(Stored data)

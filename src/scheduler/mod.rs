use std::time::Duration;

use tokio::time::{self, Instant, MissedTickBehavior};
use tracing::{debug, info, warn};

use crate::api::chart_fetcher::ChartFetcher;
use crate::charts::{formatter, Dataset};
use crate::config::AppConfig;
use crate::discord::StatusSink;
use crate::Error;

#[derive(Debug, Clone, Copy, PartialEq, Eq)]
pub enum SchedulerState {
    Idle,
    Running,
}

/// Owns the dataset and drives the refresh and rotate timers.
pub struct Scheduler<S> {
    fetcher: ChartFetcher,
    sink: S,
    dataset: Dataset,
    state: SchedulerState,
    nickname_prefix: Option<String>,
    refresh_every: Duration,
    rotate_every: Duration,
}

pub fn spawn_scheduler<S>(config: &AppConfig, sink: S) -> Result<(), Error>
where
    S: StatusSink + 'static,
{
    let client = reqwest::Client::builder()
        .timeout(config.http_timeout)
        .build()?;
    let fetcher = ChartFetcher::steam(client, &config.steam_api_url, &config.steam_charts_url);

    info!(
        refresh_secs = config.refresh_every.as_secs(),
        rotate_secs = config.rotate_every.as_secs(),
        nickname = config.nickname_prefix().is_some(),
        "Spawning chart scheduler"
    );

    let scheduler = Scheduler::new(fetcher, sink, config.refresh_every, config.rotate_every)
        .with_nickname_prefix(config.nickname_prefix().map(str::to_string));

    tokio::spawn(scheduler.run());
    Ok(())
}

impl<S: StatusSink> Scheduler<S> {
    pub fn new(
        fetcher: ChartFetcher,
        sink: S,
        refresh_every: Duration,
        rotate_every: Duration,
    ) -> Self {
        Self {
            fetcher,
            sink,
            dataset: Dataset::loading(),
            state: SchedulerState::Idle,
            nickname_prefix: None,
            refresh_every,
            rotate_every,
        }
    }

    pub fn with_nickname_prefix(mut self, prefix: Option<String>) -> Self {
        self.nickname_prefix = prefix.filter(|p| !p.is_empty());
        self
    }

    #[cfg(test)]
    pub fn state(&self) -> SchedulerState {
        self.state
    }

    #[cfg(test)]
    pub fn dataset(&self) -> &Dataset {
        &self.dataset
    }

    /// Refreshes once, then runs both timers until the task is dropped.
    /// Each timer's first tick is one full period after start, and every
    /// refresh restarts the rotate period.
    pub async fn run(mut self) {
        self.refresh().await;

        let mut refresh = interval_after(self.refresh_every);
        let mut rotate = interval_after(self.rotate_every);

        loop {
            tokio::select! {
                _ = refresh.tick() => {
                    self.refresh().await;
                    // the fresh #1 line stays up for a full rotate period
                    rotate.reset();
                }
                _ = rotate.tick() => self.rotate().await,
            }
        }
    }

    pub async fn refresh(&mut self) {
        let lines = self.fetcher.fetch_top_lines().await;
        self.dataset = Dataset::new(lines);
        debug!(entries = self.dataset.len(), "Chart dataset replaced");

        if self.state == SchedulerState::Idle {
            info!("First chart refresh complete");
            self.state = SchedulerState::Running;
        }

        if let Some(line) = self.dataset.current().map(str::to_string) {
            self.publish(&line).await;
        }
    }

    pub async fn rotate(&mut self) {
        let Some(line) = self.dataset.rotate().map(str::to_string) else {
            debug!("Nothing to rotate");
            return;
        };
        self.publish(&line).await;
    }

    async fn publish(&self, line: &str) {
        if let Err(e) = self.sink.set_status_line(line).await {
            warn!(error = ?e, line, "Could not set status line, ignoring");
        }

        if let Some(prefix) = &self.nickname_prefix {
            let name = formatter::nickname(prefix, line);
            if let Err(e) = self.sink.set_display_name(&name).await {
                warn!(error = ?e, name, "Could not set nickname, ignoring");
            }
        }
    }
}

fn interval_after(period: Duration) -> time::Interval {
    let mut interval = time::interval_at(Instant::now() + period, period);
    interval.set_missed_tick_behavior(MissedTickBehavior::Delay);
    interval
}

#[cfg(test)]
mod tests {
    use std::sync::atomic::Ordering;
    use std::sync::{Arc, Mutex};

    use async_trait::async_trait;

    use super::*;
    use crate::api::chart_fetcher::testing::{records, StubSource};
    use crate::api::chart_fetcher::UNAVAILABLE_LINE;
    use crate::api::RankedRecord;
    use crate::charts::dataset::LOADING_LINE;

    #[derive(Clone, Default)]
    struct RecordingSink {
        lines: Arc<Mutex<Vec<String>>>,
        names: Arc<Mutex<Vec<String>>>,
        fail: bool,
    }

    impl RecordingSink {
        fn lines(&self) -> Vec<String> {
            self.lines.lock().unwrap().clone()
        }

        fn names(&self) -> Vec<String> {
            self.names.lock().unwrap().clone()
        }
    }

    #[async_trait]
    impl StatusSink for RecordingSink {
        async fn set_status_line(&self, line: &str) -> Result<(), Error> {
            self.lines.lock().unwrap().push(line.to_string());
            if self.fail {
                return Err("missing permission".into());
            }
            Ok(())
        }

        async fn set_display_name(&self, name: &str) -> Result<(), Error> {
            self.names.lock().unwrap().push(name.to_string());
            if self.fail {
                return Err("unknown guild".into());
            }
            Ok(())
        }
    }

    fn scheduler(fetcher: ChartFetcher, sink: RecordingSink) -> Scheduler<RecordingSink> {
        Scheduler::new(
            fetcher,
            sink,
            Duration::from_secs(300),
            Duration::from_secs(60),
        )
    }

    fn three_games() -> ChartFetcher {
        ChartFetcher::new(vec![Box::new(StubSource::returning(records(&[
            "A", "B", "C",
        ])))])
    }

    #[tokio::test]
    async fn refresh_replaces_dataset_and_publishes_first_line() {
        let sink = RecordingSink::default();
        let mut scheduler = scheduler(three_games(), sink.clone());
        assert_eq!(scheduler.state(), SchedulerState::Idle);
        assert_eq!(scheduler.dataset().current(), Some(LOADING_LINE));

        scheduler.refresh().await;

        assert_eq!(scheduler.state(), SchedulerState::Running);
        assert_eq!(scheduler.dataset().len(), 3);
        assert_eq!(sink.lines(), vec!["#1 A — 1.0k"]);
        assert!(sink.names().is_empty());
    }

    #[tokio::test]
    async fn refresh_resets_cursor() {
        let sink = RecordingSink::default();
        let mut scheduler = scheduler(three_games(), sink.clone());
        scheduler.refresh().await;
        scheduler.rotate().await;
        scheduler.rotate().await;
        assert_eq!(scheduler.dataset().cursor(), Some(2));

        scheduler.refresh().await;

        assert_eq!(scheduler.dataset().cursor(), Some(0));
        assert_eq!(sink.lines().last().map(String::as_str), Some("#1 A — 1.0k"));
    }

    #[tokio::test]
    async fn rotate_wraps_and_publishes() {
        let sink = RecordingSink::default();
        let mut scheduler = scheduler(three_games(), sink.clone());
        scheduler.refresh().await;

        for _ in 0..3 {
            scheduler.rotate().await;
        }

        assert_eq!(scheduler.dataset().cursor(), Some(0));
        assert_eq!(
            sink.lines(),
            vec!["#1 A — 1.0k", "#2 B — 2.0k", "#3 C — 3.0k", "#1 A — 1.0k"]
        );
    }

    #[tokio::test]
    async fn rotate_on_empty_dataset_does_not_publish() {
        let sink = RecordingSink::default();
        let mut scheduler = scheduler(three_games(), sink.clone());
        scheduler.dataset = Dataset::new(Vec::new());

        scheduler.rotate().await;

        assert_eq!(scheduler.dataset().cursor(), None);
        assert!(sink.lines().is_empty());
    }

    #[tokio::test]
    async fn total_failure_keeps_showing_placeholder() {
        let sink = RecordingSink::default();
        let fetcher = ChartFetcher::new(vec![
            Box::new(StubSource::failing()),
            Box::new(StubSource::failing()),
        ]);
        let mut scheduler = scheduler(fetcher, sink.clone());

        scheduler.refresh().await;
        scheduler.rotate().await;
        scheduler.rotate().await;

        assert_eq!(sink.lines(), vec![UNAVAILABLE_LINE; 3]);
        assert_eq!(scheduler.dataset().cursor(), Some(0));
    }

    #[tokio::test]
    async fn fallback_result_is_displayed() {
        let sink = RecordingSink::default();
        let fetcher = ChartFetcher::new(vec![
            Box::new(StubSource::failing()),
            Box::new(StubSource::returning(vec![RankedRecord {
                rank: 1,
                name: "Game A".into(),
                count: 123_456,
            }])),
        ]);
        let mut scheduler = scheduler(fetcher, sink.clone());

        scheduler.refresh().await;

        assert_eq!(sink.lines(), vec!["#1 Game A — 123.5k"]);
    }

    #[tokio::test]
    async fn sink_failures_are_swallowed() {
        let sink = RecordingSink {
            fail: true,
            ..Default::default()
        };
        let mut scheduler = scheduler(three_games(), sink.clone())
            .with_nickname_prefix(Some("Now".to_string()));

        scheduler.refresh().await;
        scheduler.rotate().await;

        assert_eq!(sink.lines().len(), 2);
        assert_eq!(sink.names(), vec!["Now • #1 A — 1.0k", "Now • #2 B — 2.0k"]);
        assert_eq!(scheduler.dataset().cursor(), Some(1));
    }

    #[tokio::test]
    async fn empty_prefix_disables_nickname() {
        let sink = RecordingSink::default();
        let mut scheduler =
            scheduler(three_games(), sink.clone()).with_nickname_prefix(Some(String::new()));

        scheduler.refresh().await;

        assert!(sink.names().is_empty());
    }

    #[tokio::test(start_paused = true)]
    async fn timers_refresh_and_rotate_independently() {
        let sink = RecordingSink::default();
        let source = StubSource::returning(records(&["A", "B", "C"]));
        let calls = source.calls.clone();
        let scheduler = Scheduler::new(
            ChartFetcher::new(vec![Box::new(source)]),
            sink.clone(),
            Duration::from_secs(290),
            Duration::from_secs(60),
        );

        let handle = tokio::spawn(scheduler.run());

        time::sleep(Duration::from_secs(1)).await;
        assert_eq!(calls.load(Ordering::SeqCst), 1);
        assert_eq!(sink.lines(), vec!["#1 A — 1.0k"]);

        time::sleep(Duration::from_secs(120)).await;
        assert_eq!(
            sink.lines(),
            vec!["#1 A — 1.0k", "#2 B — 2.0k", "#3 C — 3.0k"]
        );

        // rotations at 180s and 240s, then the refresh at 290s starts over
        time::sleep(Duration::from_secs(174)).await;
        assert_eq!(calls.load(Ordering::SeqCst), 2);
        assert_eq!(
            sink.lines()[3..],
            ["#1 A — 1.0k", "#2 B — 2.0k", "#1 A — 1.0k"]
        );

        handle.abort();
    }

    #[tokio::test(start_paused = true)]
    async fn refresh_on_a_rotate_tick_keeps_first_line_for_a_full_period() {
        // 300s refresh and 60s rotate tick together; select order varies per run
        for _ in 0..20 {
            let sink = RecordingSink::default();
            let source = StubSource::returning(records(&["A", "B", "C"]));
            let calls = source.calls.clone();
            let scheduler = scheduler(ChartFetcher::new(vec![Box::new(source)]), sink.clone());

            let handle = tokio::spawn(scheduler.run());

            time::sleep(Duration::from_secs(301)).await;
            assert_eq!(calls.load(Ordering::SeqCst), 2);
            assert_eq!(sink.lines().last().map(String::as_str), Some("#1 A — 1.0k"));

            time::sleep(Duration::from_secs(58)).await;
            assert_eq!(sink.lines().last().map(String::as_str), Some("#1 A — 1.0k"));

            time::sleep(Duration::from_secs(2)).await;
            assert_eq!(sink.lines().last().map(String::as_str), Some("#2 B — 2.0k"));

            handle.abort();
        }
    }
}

==

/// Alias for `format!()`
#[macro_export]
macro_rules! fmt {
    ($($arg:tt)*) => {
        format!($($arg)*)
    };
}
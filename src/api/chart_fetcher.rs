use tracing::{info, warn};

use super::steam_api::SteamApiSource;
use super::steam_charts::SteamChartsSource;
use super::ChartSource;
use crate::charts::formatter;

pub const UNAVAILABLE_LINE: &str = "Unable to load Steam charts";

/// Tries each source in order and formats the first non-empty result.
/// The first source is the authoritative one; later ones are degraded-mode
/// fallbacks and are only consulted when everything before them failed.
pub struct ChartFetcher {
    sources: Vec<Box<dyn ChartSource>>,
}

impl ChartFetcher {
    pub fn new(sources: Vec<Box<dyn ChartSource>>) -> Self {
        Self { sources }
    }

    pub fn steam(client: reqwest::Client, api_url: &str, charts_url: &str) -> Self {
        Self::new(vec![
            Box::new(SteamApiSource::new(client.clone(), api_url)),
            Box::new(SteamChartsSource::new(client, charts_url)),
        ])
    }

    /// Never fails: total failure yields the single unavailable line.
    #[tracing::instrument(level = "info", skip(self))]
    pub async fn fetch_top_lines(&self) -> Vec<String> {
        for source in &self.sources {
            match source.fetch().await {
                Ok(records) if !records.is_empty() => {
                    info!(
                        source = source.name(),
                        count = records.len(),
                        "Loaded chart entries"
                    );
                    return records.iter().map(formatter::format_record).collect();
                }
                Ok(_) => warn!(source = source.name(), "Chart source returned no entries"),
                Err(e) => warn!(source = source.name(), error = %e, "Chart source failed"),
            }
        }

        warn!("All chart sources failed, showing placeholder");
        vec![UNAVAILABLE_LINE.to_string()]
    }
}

## Exercise requirements
Your answer should be the lines of the records that include the word "into".

## Solution to this exercise
                return Err("missing permission".into());
                return Err("unknown guild".into());
                name: "Game A".into(),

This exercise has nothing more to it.